Stored records
────────

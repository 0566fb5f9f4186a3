//! Run orchestration over any [`WarehouseStore`].
//!
//! A full run takes an explicit snapshot of the unprocessed landing records
//! at start, and everything downstream is computed from that snapshot:
//!
//! 1. normalize every snapshot record;
//! 2. drop unusable records and collapse duplicates;
//! 3. resolve dimensions and upsert facts in one store transaction;
//! 4. flip the processed flag on snapshot records now present as facts;
//! 5. evaluate the quality gate and append its results.
//!
//! If any step fails the run is recorded as failed and no later step runs;
//! in particular the processed flags of the snapshot stay untouched unless
//! step 3 committed, so retrying reprocesses the same records safely.
//!
//! Every run is stamped on one clock: `started_at` is the business clock
//! `now`, and `finished_at` is `now` plus the wall time the run took.

use std::time::Instant;

use chrono::{DateTime, TimeDelta, Utc};
use tracing::{error, info, warn};
use uuid::Uuid;

use crate::{
  dimension::VenuePolicy,
  load::LoadContext,
  measures::RateTable,
  quality::{QualityCheckResult, QualityGate, QualityInput, QualityStatus},
  raw::NewRawRecord,
  reconciler,
  run::{RunKind, RunReport},
  staging::normalize,
  store::WarehouseStore,
};

/// Tunables for the load step.
#[derive(Debug, Clone, Default, PartialEq)]
pub struct PipelineConfig {
  pub venue_policy: VenuePolicy,
  pub rates:        RateTable,
}

pub struct Pipeline<S> {
  store:  S,
  config: PipelineConfig,
  gate:   QualityGate,
}

impl<S: WarehouseStore> Pipeline<S> {
  /// A pipeline using the standard quality gate.
  pub fn new(store: S, config: PipelineConfig) -> Self {
    Self { store, config, gate: QualityGate::standard() }
  }

  pub fn with_gate(mut self, gate: QualityGate) -> Self {
    self.gate = gate;
    self
  }

  pub fn store(&self) -> &S { &self.store }

  pub fn config(&self) -> &PipelineConfig { &self.config }

  // ── Landing run ───────────────────────────────────────────────────────

  pub async fn land(&self, records: Vec<NewRawRecord>) -> Result<RunReport, S::Error> {
    self.land_at(records, Utc::now()).await
  }

  /// Append `records` to the landing store as one logged run. Every record
  /// offered counts as fetched; those appended count as loaded.
  pub async fn land_at(
    &self,
    records: Vec<NewRawRecord>,
    now: DateTime<Utc>,
  ) -> Result<RunReport, S::Error> {
    let clock = Instant::now();
    let mut report = RunReport::start(RunKind::Land, now);
    report.records_fetched = records.len() as u64;
    self.store.start_run(&report).await?;

    match self.store.land(records, now).await {
      Ok(landed) => {
        report.records_loaded = landed.len() as u64;
        report.succeed(finished_at(now, clock));
        info!(
          run_id = %report.run_id,
          fetched = report.records_fetched,
          loaded = report.records_loaded,
          "landing run finished"
        );
      }
      Err(e) => {
        error!(run_id = %report.run_id, error = %e, "landing run failed");
        report.fail(finished_at(now, clock), e.to_string());
      }
    }

    self.store.finish_run(&report).await?;
    Ok(report)
  }

  // ── Full run ──────────────────────────────────────────────────────────

  pub async fn run_full(&self) -> Result<RunReport, S::Error> {
    self.run_full_at(Utc::now()).await
  }

  /// Full run with `now` as the business clock.
  ///
  /// Step failures do not surface as `Err`: they are recorded on the
  /// returned report with [`RunStatus::Failed`](crate::run::RunStatus).
  /// `Err` means the run log itself could not be written.
  pub async fn run_full_at(&self, now: DateTime<Utc>) -> Result<RunReport, S::Error> {
    let clock = Instant::now();
    let mut report = RunReport::start(RunKind::Full, now);
    self.store.start_run(&report).await?;
    info!(run_id = %report.run_id, "full run started");

    match self.full_steps(&mut report, now).await {
      Ok(()) => {
        report.succeed(finished_at(now, clock));
        info!(
          run_id = %report.run_id,
          fetched = report.records_fetched,
          loaded = report.records_loaded,
          skipped = report.records_skipped,
          processed = report.records_processed,
          quality = ?report.quality,
          "full run finished"
        );
      }
      Err(e) => {
        error!(run_id = %report.run_id, error = %e, "full run failed");
        report.fail(finished_at(now, clock), e.to_string());
      }
    }

    self.store.finish_run(&report).await?;
    Ok(report)
  }

  async fn full_steps(&self, report: &mut RunReport, now: DateTime<Utc>) -> Result<(), S::Error> {
    let snapshot = self.store.unprocessed().await?;
    report.records_fetched = snapshot.len() as u64;

    let batch = reconciler::prepare(snapshot.iter().map(normalize).collect());
    report.records_skipped = (batch.collapsed + batch.skipped_unnamed) as u64;
    if batch.skipped_unnamed > 0 {
      warn!(
        run_id = %report.run_id,
        skipped = batch.skipped_unnamed,
        "records without an event name were not loaded"
      );
    }

    let ctx = LoadContext::at(now, self.config.venue_policy, self.config.rates.clone());
    let outcome = self.store.load_batch(batch.records, ctx).await?;
    report.records_loaded = outcome.facts_loaded() as u64;
    info!(
      run_id = %report.run_id,
      inserted = outcome.facts_inserted,
      updated = outcome.facts_updated,
      venues_opened = outcome.venues_opened,
      venues_superseded = outcome.venues_superseded,
      "batch loaded"
    );

    let raw_ids = snapshot.iter().map(|r| r.raw_id).collect();
    report.records_processed = self.store.mark_processed(raw_ids).await?;

    let results = self.evaluate_quality(report.run_id, now).await?;
    report.quality = worst(&results);
    Ok(())
  }

  // ── Quality-only run ──────────────────────────────────────────────────

  pub async fn run_quality(&self) -> Result<RunReport, S::Error> {
    self.run_quality_at(Utc::now()).await
  }

  /// Evaluate the quality gate without touching landing or fact data.
  pub async fn run_quality_at(&self, now: DateTime<Utc>) -> Result<RunReport, S::Error> {
    let clock = Instant::now();
    let mut report = RunReport::start(RunKind::Quality, now);
    self.store.start_run(&report).await?;

    match self.evaluate_quality(report.run_id, now).await {
      Ok(results) => {
        report.quality = worst(&results);
        report.succeed(finished_at(now, clock));
        info!(run_id = %report.run_id, quality = ?report.quality, "quality run finished");
      }
      Err(e) => {
        error!(run_id = %report.run_id, error = %e, "quality run failed");
        report.fail(finished_at(now, clock), e.to_string());
      }
    }

    self.store.finish_run(&report).await?;
    Ok(report)
  }

  async fn evaluate_quality(
    &self,
    run_id: Uuid,
    now: DateTime<Utc>,
  ) -> Result<Vec<QualityCheckResult>, S::Error> {
    let raw = self.store.raw_records().await?;
    let facts = self.store.facts().await?;
    let results = self.gate.evaluate(&QualityInput::new(&raw, &facts), run_id, now);

    for result in results.iter().filter(|r| r.status != QualityStatus::Passed) {
      warn!(
        %run_id,
        check = %result.check_name,
        status = %result.status,
        failed = result.records_failed,
        checked = result.records_checked,
        pass_rate = result.pass_rate,
        "quality check degraded"
      );
    }

    self.store.append_quality(results.clone()).await?;
    Ok(results)
  }
}

fn finished_at(now: DateTime<Utc>, clock: Instant) -> DateTime<Utc> {
  now + TimeDelta::from_std(clock.elapsed()).unwrap_or(TimeDelta::zero())
}

fn worst(results: &[QualityCheckResult]) -> Option<QualityStatus> {
  results.iter().map(|r| r.status).max()
}

#[cfg(test)]
mod tests {
  use chrono::TimeZone;

  use super::*;

  #[test]
  fn finished_at_follows_the_business_clock() {
    let now = Utc.with_ymd_and_hms(2031, 1, 1, 0, 0, 0).unwrap();
    let finished = finished_at(now, Instant::now());
    assert!(finished >= now);
    assert!(finished - now < TimeDelta::minutes(1));
  }
}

────────

*Exercise*
Set down, exactly and only, the lines running from the one holding "let now = Utc.with_ymd_and_hms(2031, 1, 1, 0, 0, 0).unwrap();" through the end of the records above, both ends included.

*Solution to this problem*
    let now = Utc.with_ymd_and_hms(2031, 1, 1, 0, 0, 0).unwrap();
    let finished = finished_at(now, Instant::now());
    assert!(finished >= now);
    assert!(finished - now < TimeDelta::minutes(1));
  }
}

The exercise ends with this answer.